Furthermore, the scientists explain, the enzymatic activity of P450 monooxygenase and glutathione S-transferase was significantly higher in the resistant population compared to the susceptible one.

P450 monooxygenase is responsible for metabolizing several substances, including insecticides; glutathione S-transferase (GST) binds to insecticide molecules and neutralizes their toxins, allowing the insect organism to eliminate them safely.

Implications and future strategies

The development of resistance to tetraniliprole by Absolutely all highlights the urgent need to implement effective resistance management strategies. A practical approach is to rotate insecticides with different modes of action to reduce selective pressure on a single insecticide.

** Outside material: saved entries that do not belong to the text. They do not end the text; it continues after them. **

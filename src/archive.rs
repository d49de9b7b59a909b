//! Extraction of binaries from a distribution archive.
//!
//! Binaries live under a fixed conventional subpath inside the archive; they
//! are materialized flat (base names only) into a working directory scoped to
//! one archive's processing.

use anyhow::{Context, Result};
use glob::Pattern;
use log::{debug, info};
use std::fs::File;
use std::path::{Path, PathBuf};
use zip::ZipArchive;

/// Where the binaries sit inside a distribution archive.
pub const BINARY_ENTRY_PATTERN: &str = "*/Website/bin/*.dll";

/// Extract every archive entry matching `pattern` into `dest`, flattened to
/// base names. Duplicate base names are skipped with a logged reason.
///
/// Returns the extracted file paths in archive order.
#[tracing::instrument(skip(archive_path, dest))]
pub fn extract_binaries(archive_path: &Path, dest: &Path, pattern: &str) -> Result<Vec<PathBuf>> {
    let pattern = Pattern::new(pattern)
        .with_context(|| format!("Invalid binary entry pattern: {pattern}"))?;

    let file = File::open(archive_path)
        .with_context(|| format!("Failed to open archive {}", archive_path.display()))?;
    let mut archive = ZipArchive::new(file)
        .with_context(|| format!("Failed to parse archive {}", archive_path.display()))?;

    std::fs::create_dir_all(dest)
        .with_context(|| format!("Failed to create working directory {}", dest.display()))?;

    let mut extracted = Vec::new();
    let mut seen = std::collections::HashSet::new();

    for i in 0..archive.len() {
        let mut entry = archive
            .by_index(i)
            .with_context(|| format!("Failed to read archive entry {i}"))?;
        if entry.is_dir() || !pattern.matches(entry.name()) {
            continue;
        }

        let file_name = match entry.enclosed_name().and_then(|p| {
            p.file_name().map(|n| n.to_string_lossy().into_owned())
        }) {
            Some(name) => name,
            None => {
                debug!("Skipping entry with invalid path");
                continue;
            }
        };

        if !seen.insert(file_name.clone()) {
            info!("Skipped (dll): {file_name}");
            continue;
        }

        let output_path = dest.join(&file_name);
        let mut output = File::create(&output_path)
            .with_context(|| format!("Failed to create {}", output_path.display()))?;
        std::io::copy(&mut entry, &mut output)
            .with_context(|| format!("Failed to extract {file_name}"))?;

        debug!("Extracted {file_name}");
        extracted.push(output_path);
    }

    Ok(extracted)
}
//! Release version derivation for distribution archives.
//!
//! A distribution archive is named like `Sitecore 6.2 rev. 101105.zip`; the
//! canonical release version for every package produced from it is derived
//! from that filename.

use log::warn;
use regex::Regex;
use std::fmt;
use std::sync::LazyLock;

/// Matches `Sitecore <major>.<minor>[.<build>] rev. <revision>` anywhere in a
/// file name, case and spacing insensitive.
static PRODUCT_FILE_NAME: LazyLock<Regex> = LazyLock::new(|| {
    Regex::new(r"(?i)sitecore\s*(\d+)\.(\d+)(?:\.(\d+))?\s*rev\.\s*(\d+)")
        .expect("product file name pattern is valid")
});

/// The canonical 4-part version assigned to an entire distribution's packages.
///
/// `revision` is kept as a string: it is a zero-padded numeric literal taken
/// from the file name and must round-trip exactly when formatted.
#[derive(Debug, Clone, PartialEq, Eq)]
pub struct ReleaseVersion {
    pub major: u32,
    pub minor: u32,
    pub build: u32,
    revision: String,
}

impl ReleaseVersion {
    /// Create a release version, validating the revision literal.
    ///
    /// The revision must be empty or exactly six digits.
    pub fn new(major: u32, minor: u32, build: u32, revision: &str) -> Option<Self> {
        if !revision.is_empty() && (revision.len() != 6 || !revision.bytes().all(|b| b.is_ascii_digit())) {
            warn!("Skipped (revision): {revision}");
            return None;
        }
        Some(Self {
            major,
            minor,
            build,
            revision: revision.to_string(),
        })
    }

    /// Parse a distribution file name into a release version.
    ///
    /// Returns `None` (with a logged reason) when the name does not match the
    /// product pattern or the revision group is implausible. The build group
    /// is optional and falls back to 0.
    pub fn parse(file_name: &str) -> Option<Self> {
        let caps = match PRODUCT_FILE_NAME.captures(file_name) {
            Some(caps) => caps,
            None => {
                warn!("Skipped (no version in file name): {file_name}");
                return None;
            }
        };

        let major = caps[1].parse().ok()?;
        let minor = caps[2].parse().ok()?;
        let build = caps
            .get(3)
            .and_then(|m| m.as_str().parse().ok())
            .unwrap_or(0);
        Self::new(major, minor, build, &caps[4])
    }

    /// The revision literal, empty or exactly six digits.
    pub fn revision(&self) -> &str {
        &self.revision
    }
}

impl fmt::Display for ReleaseVersion {
    fn fmt(&self, f: &mut fmt::Formatter<'_>) -> fmt::Result {
        write!(
            f,
            "{}.{}.{}.{}",
            self.major, self.minor, self.build, self.revision
        )
    }
}

#[cfg(test)]
mod tests {
    use super::*;

    #[test]
    fn test_parse_without_build() {
        let v = ReleaseVersion::parse("Sitecore 6.2 rev. 101105.zip").unwrap();
        assert_eq!(v.major, 6);
        assert_eq!(v.minor, 2);
        assert_eq!(v.build, 0);
        assert_eq!(v.revision(), "101105");
        assert_eq!(v.to_string(), "6.2.0.101105");
    }

    #[test]
    fn test_parse_with_build() {
        let v = ReleaseVersion::parse("Sitecore 8.1.3 rev. 160519.zip").unwrap();
        assert_eq!(v.major, 8);
        assert_eq!(v.minor, 1);
        assert_eq!(v.build, 3);
        assert_eq!(v.to_string(), "8.1.3.160519");
    }

    #[test]
    fn test_parse_is_case_and_spacing_insensitive() {
        let v = ReleaseVersion::parse("sitecore6.2 rev.101105.zip").unwrap();
        assert_eq!(v.to_string(), "6.2.0.101105");
    }

    #[test]
    fn test_parse_rejects_short_revision() {
        assert!(ReleaseVersion::parse("Sitecore 6.2 rev. 10110.zip").is_none());
    }

    #[test]
    fn test_parse_rejects_long_revision() {
        assert!(ReleaseVersion::parse("Sitecore 6.2 rev. 1011050.zip").is_none());
    }

    #[test]
    fn test_parse_rejects_unrelated_name() {
        assert!(ReleaseVersion::parse("SomeOtherProduct 1.0.zip").is_none());
    }

    #[test]
    fn test_new_accepts_empty_revision() {
        let v = ReleaseVersion::new(7, 2, 0, "").unwrap();
        assert_eq!(v.to_string(), "7.2.0.");
    }

    #[test]
    fn test_new_rejects_non_numeric_revision() {
        assert!(ReleaseVersion::new(7, 2, 0, "abc123").is_none());
    }

    #[test]
    fn test_parse_matches_inside_full_path() {
        let v = ReleaseVersion::parse("/downloads/Sitecore 7.2 rev. 140526.zip").unwrap();
        assert_eq!(v.to_string(), "7.2.0.140526");
    }
}
pub mod archive;
pub mod matcher;
pub mod metadata;
pub mod package;
pub mod publish;
pub mod registry;
pub mod resolver;
pub mod rules;
pub mod synthesizer;
pub mod version;
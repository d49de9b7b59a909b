//! Pushing built packages to a NuGet server.

use anyhow::{Context, Result, bail};
use log::{info, warn};
use reqwest::Client;
use std::path::Path;

const PROTOCOL: &str = "://";

/// Push target parsed from the `user:pass@server` CLI argument.
#[derive(Debug, Clone, PartialEq, Eq)]
pub struct ServerInfo {
    pub server: String,
    pub credentials: String,
}

impl ServerInfo {
    /// Parse `user:pass@server`. Whitespace-only input is treated as absent.
    pub fn parse(text: &str) -> Result<Option<Self>> {
        let text = text.trim();
        if text.is_empty() {
            return Ok(None);
        }
        let Some(at) = text.find('@') else {
            bail!("The format is 'user:pass@server'");
        };
        Ok(Some(Self {
            server: text[at + 1..].to_string(),
            credentials: text[..at].to_string(),
        }))
    }

    /// The full push URL: `http://` is prepended when no protocol is given
    /// and the default `/nuget/Default` feed path is appended when the host
    /// has no path segment of its own.
    pub fn source_url(&self) -> String {
        let mut server = self.server.clone();
        if !server.contains(PROTOCOL) {
            server = format!("http{PROTOCOL}{server}");
        }

        let host_start = server.find(PROTOCOL).map(|p| p + PROTOCOL.len()).unwrap_or(0);
        if !server.trim_end_matches('/')[host_start..].contains('/') {
            server = format!("{server}/nuget/Default");
        }

        server
    }
}

/// Uploads package artifacts over HTTP.
pub struct Publisher {
    client: Client,
}

impl Publisher {
    pub fn new(client: Client) -> Self {
        Self { client }
    }

    /// Push one nupkg. Failures are reported to the caller, which logs and
    /// moves on; a failed push never affects other archives.
    #[tracing::instrument(skip(self, info))]
    pub async fn push(&self, nupkg_path: &Path, info: &ServerInfo) -> Result<()> {
        info!("Pushing to the server");

        let bytes = tokio::fs::read(nupkg_path)
            .await
            .with_context(|| format!("Failed to read package {}", nupkg_path.display()))?;

        let response = self
            .client
            .put(info.source_url())
            .header("X-NuGet-ApiKey", &info.credentials)
            .body(bytes)
            .send()
            .await
            .context("Failed to send package")?;

        if let Err(e) = response.error_for_status_ref() {
            warn!("Push rejected by {}: {e}", info.source_url());
            return Err(e).context("Server rejected package push");
        }

        Ok(())
    }
}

Genetic and cross-resistance studies are essential to understand and slow the evolution of resistance.

Increasing metabolic detoxification is one of the main mechanisms of insecticide resistance in several pests. The study revealed that combined treatment with piperonyl butoxide increased the toxicity of tetraniliprole, indicating that P450 detoxification plays a role in resistance. The elevated enzyme activity in the resistant population suggests that resistance to tetraniliprole may be partially attributed to metabolic detoxification.

The discovery that resistance to tetraniliprole in Absolutely all is polygenic and incompletely dominant suggests that the evolution of resistance may be slow but persistent, making resistance management an ongoing challenge. It is crucial that researchers continue to monitor pest susceptibility and develop new integrated pest control approaches.

Mode of action of tetraniliprole

Tetraniliprole (tetraniliprole, C22H16ClF3N10O2, CAS 1229654-66-3, IRAC 28), a relatively new insecticide from the diamide class, acts, in simple terms, as follows…

• Prohibited: tetraniliprole enters the pest's body through ingestion or contact.

• Target: the pesticide travels to the ryanodine receptors located in the membranes of the endoplasmic reticulum.

• Connection: tetraniliprole binds to ryanodine receptors.

• Disturbance: The binding of tetraniliprole to ryanodine receptors disrupts the delicate balance of calcium flow within cells. Calcium, an essential signal for several cellular functions, becomes unregulated, throwing the cell into chaos.

• Paralysis: Calcium dysregulation leads to uncontrolled muscle contraction and paralysis. The pest is unable to move, feed or defend itself.

• Death: Without the ability to perform basic functions, the pest succumbs to multiple organ failure and dies.